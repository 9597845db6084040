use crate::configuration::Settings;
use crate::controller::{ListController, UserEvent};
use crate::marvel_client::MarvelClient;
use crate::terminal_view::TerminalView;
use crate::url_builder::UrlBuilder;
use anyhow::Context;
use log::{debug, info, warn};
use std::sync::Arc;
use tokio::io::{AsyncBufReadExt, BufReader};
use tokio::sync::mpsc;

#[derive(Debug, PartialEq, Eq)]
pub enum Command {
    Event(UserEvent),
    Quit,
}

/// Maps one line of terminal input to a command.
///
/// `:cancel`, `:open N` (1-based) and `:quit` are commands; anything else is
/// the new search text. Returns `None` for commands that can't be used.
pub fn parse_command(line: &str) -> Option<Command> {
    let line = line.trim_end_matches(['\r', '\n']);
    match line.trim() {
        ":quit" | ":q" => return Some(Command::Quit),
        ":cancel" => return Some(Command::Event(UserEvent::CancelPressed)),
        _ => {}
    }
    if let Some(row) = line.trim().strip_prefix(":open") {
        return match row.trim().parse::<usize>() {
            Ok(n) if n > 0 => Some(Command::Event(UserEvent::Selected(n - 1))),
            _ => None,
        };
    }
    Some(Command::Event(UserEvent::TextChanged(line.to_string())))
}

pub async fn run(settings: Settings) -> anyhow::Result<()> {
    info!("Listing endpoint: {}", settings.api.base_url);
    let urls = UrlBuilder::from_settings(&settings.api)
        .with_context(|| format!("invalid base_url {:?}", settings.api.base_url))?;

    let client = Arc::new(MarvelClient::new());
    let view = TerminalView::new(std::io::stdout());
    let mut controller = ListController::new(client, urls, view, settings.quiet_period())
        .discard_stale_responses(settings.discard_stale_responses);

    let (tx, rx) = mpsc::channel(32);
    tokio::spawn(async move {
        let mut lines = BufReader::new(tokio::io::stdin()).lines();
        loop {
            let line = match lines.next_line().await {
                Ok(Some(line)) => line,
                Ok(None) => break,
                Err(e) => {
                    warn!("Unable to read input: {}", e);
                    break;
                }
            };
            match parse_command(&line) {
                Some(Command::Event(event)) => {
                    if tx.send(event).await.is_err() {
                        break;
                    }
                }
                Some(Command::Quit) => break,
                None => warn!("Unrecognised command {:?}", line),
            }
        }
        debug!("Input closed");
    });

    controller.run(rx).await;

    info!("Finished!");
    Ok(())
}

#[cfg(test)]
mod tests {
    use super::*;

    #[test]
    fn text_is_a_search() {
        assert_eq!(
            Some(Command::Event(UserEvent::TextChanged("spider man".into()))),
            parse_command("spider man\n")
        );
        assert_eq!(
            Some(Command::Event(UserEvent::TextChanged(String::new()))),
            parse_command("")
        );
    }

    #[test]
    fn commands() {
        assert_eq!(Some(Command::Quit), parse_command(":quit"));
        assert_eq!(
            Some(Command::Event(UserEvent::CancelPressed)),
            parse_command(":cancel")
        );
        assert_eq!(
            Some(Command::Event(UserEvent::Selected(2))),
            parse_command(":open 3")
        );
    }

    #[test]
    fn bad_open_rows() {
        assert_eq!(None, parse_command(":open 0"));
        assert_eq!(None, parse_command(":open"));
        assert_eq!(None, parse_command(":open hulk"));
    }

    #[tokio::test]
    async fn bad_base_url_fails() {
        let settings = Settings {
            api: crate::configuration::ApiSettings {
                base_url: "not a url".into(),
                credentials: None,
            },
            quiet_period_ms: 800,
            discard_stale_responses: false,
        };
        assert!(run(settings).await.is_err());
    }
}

======

> _Problem to work on_: The reply should consist solely of the lines of the data, exact, from the opening line through the line with "pub enum Command", inclusive.

> _Written solution_:
repository 9597845db6084040
use crate::configuration::Settings;
use crate::controller::{ListController, UserEvent};
use crate::marvel_client::MarvelClient;
use crate::terminal_view::TerminalView;
use crate::url_builder::UrlBuilder;
use anyhow::Context;
use log::{debug, info, warn};
use std::sync::Arc;
use tokio::io::{AsyncBufReadExt, BufReader};
use tokio::sync::mpsc;

#[derive(Debug, PartialEq, Eq)]
pub enum Command {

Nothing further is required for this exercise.